[Start of Attachment]
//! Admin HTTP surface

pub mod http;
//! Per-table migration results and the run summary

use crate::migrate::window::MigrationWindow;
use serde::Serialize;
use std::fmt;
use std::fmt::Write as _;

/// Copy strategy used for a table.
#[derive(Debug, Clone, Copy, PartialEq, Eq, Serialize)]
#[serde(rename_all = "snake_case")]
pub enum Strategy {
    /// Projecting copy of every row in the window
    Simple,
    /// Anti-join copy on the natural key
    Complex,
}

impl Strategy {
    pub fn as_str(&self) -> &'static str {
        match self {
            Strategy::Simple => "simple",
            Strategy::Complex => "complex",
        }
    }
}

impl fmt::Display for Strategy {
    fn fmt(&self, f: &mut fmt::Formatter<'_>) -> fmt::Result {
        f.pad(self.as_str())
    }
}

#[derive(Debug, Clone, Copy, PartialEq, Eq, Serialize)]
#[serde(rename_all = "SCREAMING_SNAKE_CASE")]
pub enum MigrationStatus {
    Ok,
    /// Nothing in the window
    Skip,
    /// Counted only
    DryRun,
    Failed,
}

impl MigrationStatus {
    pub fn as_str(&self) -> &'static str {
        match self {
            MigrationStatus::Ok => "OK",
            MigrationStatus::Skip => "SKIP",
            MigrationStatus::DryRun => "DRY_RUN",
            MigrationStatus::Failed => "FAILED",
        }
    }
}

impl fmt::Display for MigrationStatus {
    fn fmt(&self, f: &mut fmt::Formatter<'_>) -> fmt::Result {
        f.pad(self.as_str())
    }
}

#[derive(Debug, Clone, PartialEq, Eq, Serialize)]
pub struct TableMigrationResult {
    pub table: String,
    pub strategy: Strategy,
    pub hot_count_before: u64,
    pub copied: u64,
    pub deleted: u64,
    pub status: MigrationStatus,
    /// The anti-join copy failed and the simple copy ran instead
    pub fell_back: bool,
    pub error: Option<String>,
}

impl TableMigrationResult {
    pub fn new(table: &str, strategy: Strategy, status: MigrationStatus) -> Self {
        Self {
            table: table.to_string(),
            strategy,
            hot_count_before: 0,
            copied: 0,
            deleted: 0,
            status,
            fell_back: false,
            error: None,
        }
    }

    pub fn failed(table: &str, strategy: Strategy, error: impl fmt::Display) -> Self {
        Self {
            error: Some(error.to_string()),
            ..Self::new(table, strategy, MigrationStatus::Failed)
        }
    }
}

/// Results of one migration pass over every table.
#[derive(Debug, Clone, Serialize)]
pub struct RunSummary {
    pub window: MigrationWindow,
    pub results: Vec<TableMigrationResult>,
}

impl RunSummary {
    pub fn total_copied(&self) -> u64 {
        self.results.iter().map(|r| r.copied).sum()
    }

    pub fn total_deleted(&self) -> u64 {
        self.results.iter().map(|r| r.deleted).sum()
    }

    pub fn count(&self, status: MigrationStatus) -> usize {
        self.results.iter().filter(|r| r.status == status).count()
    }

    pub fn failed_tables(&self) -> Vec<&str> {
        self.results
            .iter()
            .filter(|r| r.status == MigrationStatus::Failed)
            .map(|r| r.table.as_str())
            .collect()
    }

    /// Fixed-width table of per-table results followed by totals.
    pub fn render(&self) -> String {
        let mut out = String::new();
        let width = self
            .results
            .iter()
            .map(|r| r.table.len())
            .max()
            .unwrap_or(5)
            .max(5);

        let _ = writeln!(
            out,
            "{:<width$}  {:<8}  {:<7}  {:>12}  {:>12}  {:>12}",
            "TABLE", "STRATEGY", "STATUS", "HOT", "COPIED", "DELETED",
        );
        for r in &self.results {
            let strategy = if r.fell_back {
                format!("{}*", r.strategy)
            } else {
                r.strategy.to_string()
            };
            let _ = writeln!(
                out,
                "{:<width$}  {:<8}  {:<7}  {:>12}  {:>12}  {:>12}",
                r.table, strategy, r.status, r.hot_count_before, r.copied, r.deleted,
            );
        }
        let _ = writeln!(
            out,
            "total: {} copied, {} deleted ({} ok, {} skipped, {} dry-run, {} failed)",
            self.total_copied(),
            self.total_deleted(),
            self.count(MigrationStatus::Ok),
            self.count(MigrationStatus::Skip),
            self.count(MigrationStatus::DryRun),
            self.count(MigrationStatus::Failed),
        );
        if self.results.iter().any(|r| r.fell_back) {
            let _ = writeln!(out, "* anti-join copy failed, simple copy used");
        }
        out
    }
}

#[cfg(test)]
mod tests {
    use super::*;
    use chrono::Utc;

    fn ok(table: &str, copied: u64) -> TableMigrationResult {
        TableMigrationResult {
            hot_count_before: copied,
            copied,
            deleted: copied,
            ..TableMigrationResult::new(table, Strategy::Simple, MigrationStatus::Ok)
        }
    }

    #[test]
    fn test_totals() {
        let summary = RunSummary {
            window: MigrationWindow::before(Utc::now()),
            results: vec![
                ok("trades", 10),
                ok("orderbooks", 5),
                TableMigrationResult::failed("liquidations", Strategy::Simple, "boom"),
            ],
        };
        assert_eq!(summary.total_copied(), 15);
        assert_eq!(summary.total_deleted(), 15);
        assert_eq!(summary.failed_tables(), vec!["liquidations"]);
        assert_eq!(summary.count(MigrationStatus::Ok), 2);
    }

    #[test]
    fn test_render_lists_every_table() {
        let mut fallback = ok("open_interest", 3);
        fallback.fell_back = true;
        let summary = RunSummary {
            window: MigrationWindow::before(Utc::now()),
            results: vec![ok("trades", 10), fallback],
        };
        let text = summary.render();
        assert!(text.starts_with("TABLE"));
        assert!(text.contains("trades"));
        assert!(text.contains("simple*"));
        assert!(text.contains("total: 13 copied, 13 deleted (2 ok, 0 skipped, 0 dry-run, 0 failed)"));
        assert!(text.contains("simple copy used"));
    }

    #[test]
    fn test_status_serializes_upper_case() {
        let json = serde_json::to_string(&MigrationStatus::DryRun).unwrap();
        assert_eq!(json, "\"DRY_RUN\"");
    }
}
[End of Attachment]
[Start of Attachment]
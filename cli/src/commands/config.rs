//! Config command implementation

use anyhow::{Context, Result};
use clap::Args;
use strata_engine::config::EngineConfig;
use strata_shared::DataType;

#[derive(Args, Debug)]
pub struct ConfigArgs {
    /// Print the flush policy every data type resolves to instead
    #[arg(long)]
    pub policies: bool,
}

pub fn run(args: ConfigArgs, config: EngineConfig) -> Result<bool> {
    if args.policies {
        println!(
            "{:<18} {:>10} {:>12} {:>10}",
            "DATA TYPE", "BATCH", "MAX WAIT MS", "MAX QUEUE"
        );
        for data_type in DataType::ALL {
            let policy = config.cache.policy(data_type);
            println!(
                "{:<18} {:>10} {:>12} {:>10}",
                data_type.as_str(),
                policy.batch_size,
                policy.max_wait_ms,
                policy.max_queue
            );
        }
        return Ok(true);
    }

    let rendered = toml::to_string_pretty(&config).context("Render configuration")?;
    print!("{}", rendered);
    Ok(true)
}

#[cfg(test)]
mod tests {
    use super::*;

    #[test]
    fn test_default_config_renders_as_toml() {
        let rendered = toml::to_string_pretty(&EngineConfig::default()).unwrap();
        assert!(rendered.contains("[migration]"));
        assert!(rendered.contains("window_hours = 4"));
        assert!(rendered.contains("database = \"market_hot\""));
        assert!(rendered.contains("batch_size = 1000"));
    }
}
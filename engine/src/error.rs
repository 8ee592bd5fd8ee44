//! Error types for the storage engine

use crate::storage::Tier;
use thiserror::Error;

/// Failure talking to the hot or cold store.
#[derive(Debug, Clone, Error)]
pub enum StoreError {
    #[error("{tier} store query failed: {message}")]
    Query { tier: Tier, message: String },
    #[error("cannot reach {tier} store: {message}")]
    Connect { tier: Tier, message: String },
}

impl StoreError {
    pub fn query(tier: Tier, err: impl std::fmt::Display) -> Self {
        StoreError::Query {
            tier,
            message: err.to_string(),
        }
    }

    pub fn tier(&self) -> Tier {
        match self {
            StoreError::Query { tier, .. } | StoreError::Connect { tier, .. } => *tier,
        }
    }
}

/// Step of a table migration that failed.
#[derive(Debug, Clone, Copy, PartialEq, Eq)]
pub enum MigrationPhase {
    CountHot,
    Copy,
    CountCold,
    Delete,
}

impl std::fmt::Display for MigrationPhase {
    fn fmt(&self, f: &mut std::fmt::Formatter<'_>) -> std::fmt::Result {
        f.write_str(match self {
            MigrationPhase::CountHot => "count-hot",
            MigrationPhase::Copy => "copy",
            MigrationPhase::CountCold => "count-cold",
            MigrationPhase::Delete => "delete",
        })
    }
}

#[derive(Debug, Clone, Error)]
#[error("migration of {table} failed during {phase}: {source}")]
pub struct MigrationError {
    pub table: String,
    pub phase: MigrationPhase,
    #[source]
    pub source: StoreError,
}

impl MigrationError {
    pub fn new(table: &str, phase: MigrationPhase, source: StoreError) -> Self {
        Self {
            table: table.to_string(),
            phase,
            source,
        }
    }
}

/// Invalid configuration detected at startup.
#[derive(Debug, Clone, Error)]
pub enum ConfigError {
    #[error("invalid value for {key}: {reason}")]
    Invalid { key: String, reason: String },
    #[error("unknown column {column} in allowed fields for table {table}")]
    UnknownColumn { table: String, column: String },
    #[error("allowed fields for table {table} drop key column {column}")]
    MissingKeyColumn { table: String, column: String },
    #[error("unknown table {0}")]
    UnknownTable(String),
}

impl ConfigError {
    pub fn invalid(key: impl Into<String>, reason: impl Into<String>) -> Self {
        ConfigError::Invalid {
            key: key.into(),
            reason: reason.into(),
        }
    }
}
[End of Attachment]
[Start of Attachment]
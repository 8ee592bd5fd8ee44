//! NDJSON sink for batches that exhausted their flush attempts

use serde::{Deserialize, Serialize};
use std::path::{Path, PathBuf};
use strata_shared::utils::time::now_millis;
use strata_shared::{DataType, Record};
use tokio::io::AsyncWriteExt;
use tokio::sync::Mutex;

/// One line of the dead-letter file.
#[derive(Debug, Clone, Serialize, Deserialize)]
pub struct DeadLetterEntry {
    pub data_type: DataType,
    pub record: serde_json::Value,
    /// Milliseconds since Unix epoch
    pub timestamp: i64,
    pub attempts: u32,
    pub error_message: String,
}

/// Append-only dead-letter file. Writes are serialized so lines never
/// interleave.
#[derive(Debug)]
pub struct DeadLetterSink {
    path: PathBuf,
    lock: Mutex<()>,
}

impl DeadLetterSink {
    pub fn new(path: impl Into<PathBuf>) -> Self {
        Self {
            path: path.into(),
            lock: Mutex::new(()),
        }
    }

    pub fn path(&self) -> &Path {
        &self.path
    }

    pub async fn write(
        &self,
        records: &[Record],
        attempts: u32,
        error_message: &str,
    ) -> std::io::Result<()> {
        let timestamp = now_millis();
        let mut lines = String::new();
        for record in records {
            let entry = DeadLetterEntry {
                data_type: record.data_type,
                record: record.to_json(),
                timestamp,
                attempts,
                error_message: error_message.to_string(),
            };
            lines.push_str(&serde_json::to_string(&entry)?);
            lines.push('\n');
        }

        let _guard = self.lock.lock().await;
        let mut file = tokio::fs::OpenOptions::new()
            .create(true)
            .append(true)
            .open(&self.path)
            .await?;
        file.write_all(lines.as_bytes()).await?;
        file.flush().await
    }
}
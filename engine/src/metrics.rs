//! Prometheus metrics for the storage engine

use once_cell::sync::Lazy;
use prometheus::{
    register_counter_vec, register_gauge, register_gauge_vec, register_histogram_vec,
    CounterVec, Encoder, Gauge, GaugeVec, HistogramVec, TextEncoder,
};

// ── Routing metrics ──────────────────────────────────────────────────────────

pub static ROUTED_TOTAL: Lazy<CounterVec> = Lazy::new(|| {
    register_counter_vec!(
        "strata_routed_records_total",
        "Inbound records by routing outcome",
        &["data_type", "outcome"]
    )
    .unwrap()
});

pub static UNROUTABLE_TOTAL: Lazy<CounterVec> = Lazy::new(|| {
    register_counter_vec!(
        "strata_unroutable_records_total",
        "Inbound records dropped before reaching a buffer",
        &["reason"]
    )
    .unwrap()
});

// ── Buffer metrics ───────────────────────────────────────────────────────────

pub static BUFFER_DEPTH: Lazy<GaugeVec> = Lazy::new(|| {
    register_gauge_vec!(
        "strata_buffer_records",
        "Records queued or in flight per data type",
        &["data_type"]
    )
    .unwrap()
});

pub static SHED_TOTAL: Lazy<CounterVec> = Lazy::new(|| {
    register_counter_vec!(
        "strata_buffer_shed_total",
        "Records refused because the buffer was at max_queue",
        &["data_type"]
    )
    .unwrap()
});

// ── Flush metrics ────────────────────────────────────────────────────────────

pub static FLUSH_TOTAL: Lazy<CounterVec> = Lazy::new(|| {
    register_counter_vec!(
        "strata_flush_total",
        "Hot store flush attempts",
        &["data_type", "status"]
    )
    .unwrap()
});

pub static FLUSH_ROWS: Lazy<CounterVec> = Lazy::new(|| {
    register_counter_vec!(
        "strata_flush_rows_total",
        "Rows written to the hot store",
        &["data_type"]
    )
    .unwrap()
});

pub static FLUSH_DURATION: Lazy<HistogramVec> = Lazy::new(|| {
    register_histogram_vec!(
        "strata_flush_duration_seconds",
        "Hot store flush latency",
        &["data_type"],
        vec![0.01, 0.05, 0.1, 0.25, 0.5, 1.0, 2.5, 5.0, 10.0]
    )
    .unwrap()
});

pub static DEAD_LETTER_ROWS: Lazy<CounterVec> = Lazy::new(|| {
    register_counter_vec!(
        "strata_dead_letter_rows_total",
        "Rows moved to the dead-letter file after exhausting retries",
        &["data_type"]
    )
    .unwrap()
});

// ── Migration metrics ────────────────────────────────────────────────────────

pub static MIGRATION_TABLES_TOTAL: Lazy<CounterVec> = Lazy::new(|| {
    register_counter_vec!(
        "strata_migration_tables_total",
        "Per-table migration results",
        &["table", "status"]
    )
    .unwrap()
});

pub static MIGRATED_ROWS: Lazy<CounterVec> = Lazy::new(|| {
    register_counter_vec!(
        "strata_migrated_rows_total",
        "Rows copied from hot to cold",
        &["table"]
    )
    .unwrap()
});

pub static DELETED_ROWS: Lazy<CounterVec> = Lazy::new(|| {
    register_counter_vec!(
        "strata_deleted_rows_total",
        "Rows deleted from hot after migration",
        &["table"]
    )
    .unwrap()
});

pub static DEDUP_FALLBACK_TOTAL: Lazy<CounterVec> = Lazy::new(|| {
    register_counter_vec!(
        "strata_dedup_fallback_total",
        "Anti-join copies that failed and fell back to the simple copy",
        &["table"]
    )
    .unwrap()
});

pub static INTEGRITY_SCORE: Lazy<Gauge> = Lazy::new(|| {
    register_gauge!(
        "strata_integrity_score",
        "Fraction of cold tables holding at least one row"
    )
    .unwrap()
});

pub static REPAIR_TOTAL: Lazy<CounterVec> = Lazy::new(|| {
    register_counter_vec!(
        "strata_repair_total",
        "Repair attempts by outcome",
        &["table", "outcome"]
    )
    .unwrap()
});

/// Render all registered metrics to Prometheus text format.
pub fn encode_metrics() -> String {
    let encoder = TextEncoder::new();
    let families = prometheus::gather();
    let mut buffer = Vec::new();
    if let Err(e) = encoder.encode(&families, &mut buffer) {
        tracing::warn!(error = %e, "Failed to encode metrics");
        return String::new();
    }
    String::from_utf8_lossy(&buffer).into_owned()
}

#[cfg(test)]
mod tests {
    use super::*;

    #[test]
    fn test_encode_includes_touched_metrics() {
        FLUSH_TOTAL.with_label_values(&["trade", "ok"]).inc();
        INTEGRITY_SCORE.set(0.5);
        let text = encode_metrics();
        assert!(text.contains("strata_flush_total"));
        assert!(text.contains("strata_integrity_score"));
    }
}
[End of Attachment]
#### [What is expected]
Wherever a line of the data above contains "trades", copy that line.

#### [Answer to the problem]
                ok("trades", 10),
            results: vec![ok("trades", 10), fallback],
        assert!(text.contains("trades"));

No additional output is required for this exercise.